In our case the cons outweigh the pros mainly due to the fact that for most applications the frequent values do not remain constant over a period of the entire application lifetime. Also, doing an off-line profile for each application is cumbersome and time-consuming. Hence, we decide to go with the on-line updation mechanism for the CAM/cache.

## B. Summary

In this section we took a look at the the problem at hand and listed the drawbacks of the popular encoding/decoding methods for reducing transition activity. Then we detailed certain areas which could be improved upon, especially the variable number of cache entries that could be used which is not tied to the encoding algorithm. In

<sup>&</sup>lt;sup>1</sup>the collection of information referenced by a process during the process time interval  $(t-\tau, t)$ . This gives an approximation of the information that the application will access in  $\tau$  time units

addition, we try to exploit the temporal locality of data values alongwith minimal spatial locality due to random distributions of data over space. As the patterns we look at are variable in length, our prefix word (32-bit) matching algorithm matches and stores consecutive words ranging from length 1 to 4, details of which are explained in the next chapter. Also, we explained our rationale for choosing an adaptive updation mechanism over that of a static CAM/cache. The algorithm skeleton and details of each component are explained in the next chapter.

### CHAPTER IV

#### VARIABLE LENGTH PATTERN CODING

In this chapter we look at our variable length pattern coding algorithm in detail. In the following sections, we sketch the outline of the encoding and decoding algorithm with a detailed example in section A.2 and flow charts in section A.3. The algorithmic/pseudo-code representation of the workings of the encoder and decoder are also given in section A.4.

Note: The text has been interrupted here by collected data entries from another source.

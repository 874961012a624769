//! Sequence parsing with scalar wrapping.

use crate::error::{ParseError, ParseResult};
use crate::parser::Parser;
use crate::path;
use crate::value::Value;
use async_trait::async_trait;

/// Applies an element parser to every entry of a sequential input.
///
/// Length bounds are reported as length errors on the sequence itself, never
/// per element. Element failures are collected and tagged `path[i]`.
///
/// Coercion rule carried over from the engine's historical behavior: a
/// non-sequential input, or a sequence with any failing element, is re-parsed
/// as a one-element sequence wrapping the original input, and the wrapped
/// attempt's outcome replaces the per-element failures. Length-only failures
/// do not trigger the wrapped attempt.
pub struct ArrayParser {
	element: Box<dyn Parser>,
	min: Option<usize>,
	max: Option<usize>,
}

/// Create an array parser over `element`.
///
/// # Examples
///
/// ```
/// use nuages::{Parser, Value, array, int};
///
/// let parser = array(int());
///
/// // A scalar is accepted as a one-element sequence.
/// let parsed = parser.parse(&Value::Int(5)).unwrap();
/// assert_eq!(parsed.as_array(), Some([Value::Int(5)].as_slice()));
/// ```
pub fn array(element: impl Parser + 'static) -> ArrayParser {
	ArrayParser {
		element: Box::new(element),
		min: None,
		max: None,
	}
}

impl ArrayParser {
	/// Require at least `min` elements.
	pub fn with_min(mut self, min: usize) -> Self {
		self.min = Some(min);
		self
	}

	/// Require at most `max` elements.
	pub fn with_max(mut self, max: usize) -> Self {
		self.max = Some(max);
		self
	}

	fn length_failures(&self, len: usize, path: &str) -> Vec<ParseError> {
		let mut failures = Vec::new();
		if let Some(min) = self.min
			&& len < min
		{
			failures.push(ParseError::invalid(
				path,
				format!("Ensure this value has at least {min} elements (it has {len})"),
			));
		}
		if let Some(max) = self.max
			&& len > max
		{
			failures.push(ParseError::invalid(
				path,
				format!("Ensure this value has at most {max} elements (it has {len})"),
			));
		}
		failures
	}

	/// Parse `items` with full aggregation: length failures first, then every
	/// element failure in order.
	fn parse_items(&self, items: &[Value], path: &str) -> ParseResult<Value> {
		let mut failures = self.length_failures(items.len(), path);
		let mut parsed = Vec::with_capacity(items.len());
		for (index, item) in items.iter().enumerate() {
			match self.element.parse_value(Some(item), &path::index(path, index)) {
				Ok(value) => parsed.push(value),
				Err(failure) if failure.is_validation() => failures.push(failure),
				Err(fatal) => return Err(fatal),
			}
		}
		if failures.is_empty() {
			Ok(Value::Array(parsed))
		} else {
			Err(ParseError::aggregate(failures))
		}
	}
}

#[async_trait]
impl Parser for ArrayParser {
	fn parse_value(&self, value: Option<&Value>, path: &str) -> ParseResult<Value> {
		if let Some(Value::Array(items)) = value {
			let length_failures = self.length_failures(items.len(), path);
			let mut element_failed = false;
			let mut parsed = Vec::with_capacity(items.len());
			for (index, item) in items.iter().enumerate() {
				match self.element.parse_value(Some(item), &path::index(path, index)) {
					Ok(value) => parsed.push(value),
					Err(failure) if failure.is_validation() => element_failed = true,
					Err(fatal) => return Err(fatal),
				}
			}
			if !element_failed {
				return if length_failures.is_empty() {
					Ok(Value::Array(parsed))
				} else {
					Err(ParseError::aggregate(length_failures))
				};
			}
			// Fall through: the whole input is retried as [input] below.
		}
		let wrapped = [value.cloned().unwrap_or(Value::Null)];
		self.parse_items(&wrapped, path)
	}
}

The main components of our encoding algorithm are initialization, Data extraction, Tag comparison, Code generation/Populating cache. A similar albeit simpler structure exists for our decoding algorithm. We expand the skeleton structure by detailing the work of each component in section B. Also we correlate the algorithm with the architectural-level details in section B. The hardware details are handled in sections C and we summarize in section D.

A. Details of the Algorithm

#### 1. Assumptions

- The block size transferred at any point in time from the memory to the cache and cache to memory is same.
- Each block say 64-byte (cache block size) is transferred in one point-to-point burst sequentially as 32-bit consecutive streams (as is handled in simplescalar [21] processor simulator)
- Experiments were conducted assuming a memory bus width of 32-bit in order to make a fair comparison against FVE and FVExor schemes. The algorithm can be scaled to 64-bit buses also, but will need subtle changes in the architecture.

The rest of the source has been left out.